THE TASK:
Where does the string "tell" occur in the entries below? Copy every line where it does.
____ INPUT FOR THIS TASK
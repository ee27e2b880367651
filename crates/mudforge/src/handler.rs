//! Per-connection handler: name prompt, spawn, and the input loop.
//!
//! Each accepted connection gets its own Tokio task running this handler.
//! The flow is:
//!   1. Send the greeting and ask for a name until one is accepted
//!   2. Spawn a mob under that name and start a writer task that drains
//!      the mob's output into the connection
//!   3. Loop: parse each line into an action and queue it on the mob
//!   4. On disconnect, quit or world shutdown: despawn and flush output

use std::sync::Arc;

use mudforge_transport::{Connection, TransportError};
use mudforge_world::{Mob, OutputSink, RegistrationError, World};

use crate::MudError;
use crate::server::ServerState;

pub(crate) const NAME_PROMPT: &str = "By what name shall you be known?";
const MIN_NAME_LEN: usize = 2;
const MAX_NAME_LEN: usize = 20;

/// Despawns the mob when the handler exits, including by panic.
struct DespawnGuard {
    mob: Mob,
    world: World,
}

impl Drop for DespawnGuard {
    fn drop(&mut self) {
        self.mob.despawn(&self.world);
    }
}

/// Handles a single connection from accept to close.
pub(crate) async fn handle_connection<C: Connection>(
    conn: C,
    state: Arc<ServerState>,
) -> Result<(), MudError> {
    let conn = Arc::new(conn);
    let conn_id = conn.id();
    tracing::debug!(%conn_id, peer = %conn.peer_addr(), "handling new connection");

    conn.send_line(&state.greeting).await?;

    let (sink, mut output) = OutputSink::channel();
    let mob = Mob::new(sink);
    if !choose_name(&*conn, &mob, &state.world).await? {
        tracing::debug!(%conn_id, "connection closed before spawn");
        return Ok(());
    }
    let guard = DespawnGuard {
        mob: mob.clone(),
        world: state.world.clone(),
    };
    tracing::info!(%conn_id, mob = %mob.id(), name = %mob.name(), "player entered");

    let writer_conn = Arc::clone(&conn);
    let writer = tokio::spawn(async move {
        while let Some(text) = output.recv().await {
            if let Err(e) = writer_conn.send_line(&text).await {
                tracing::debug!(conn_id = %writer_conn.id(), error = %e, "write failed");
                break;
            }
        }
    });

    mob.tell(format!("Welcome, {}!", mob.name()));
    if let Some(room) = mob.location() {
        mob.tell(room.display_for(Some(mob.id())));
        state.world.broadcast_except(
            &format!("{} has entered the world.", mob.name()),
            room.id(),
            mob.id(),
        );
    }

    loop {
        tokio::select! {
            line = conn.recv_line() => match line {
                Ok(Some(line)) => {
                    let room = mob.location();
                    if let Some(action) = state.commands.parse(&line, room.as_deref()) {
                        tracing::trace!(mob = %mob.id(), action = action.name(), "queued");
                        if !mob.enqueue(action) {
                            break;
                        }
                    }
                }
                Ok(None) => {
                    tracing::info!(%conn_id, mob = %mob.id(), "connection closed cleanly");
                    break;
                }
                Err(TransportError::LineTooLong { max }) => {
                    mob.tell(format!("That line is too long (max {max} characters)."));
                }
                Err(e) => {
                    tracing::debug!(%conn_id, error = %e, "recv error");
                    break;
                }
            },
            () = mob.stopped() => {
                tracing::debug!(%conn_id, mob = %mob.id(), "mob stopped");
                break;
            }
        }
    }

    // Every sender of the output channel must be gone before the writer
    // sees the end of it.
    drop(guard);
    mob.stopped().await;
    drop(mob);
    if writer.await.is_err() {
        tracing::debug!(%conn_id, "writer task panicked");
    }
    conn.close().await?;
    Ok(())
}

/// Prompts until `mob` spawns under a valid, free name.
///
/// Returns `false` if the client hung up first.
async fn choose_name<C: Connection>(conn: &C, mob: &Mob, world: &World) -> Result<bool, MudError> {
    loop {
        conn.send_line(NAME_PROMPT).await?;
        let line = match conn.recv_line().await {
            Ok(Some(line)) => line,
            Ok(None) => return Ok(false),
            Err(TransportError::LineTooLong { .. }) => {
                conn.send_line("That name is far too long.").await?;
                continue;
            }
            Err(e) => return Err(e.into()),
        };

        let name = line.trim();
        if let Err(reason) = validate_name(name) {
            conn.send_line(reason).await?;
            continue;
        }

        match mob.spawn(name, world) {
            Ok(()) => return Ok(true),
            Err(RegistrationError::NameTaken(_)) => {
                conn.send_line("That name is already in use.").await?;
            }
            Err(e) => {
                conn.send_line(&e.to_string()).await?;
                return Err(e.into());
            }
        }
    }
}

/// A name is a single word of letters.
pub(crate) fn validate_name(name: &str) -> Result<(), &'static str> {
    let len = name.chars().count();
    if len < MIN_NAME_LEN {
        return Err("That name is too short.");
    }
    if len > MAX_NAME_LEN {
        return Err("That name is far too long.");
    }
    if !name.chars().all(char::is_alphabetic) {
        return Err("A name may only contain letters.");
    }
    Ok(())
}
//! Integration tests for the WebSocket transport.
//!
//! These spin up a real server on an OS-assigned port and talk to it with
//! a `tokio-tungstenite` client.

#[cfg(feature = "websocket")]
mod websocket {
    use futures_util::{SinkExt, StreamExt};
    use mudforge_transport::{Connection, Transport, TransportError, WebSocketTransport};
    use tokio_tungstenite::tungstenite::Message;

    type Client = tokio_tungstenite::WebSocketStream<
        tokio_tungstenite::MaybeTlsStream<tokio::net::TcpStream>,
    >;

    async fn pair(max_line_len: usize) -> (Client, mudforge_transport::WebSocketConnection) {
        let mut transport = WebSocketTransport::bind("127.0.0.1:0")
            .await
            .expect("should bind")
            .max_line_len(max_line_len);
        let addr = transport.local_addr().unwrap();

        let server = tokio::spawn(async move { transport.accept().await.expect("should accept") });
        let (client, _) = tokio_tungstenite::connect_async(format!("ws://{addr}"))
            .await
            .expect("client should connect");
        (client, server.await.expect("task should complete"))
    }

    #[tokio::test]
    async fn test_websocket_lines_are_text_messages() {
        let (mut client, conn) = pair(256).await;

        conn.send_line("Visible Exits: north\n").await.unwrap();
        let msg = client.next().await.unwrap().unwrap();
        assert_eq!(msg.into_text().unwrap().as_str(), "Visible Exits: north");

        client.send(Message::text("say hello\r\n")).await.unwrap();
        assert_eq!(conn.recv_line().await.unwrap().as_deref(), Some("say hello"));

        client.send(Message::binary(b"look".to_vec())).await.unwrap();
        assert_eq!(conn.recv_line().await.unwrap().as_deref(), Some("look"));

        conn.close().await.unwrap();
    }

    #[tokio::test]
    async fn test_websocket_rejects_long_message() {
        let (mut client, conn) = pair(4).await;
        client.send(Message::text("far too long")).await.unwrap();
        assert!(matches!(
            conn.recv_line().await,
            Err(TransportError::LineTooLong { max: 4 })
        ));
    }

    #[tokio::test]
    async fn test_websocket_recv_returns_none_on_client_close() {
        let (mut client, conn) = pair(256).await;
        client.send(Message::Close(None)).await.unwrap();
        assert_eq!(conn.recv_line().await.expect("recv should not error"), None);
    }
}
________
OUTPUT OF THE EXERCISE:
    mob.tell(format!("Welcome, {}!", mob.name()));
        mob.tell(room.display_for(Some(mob.id())));
                    mob.tell(format!("That line is too long (max {max} characters)."));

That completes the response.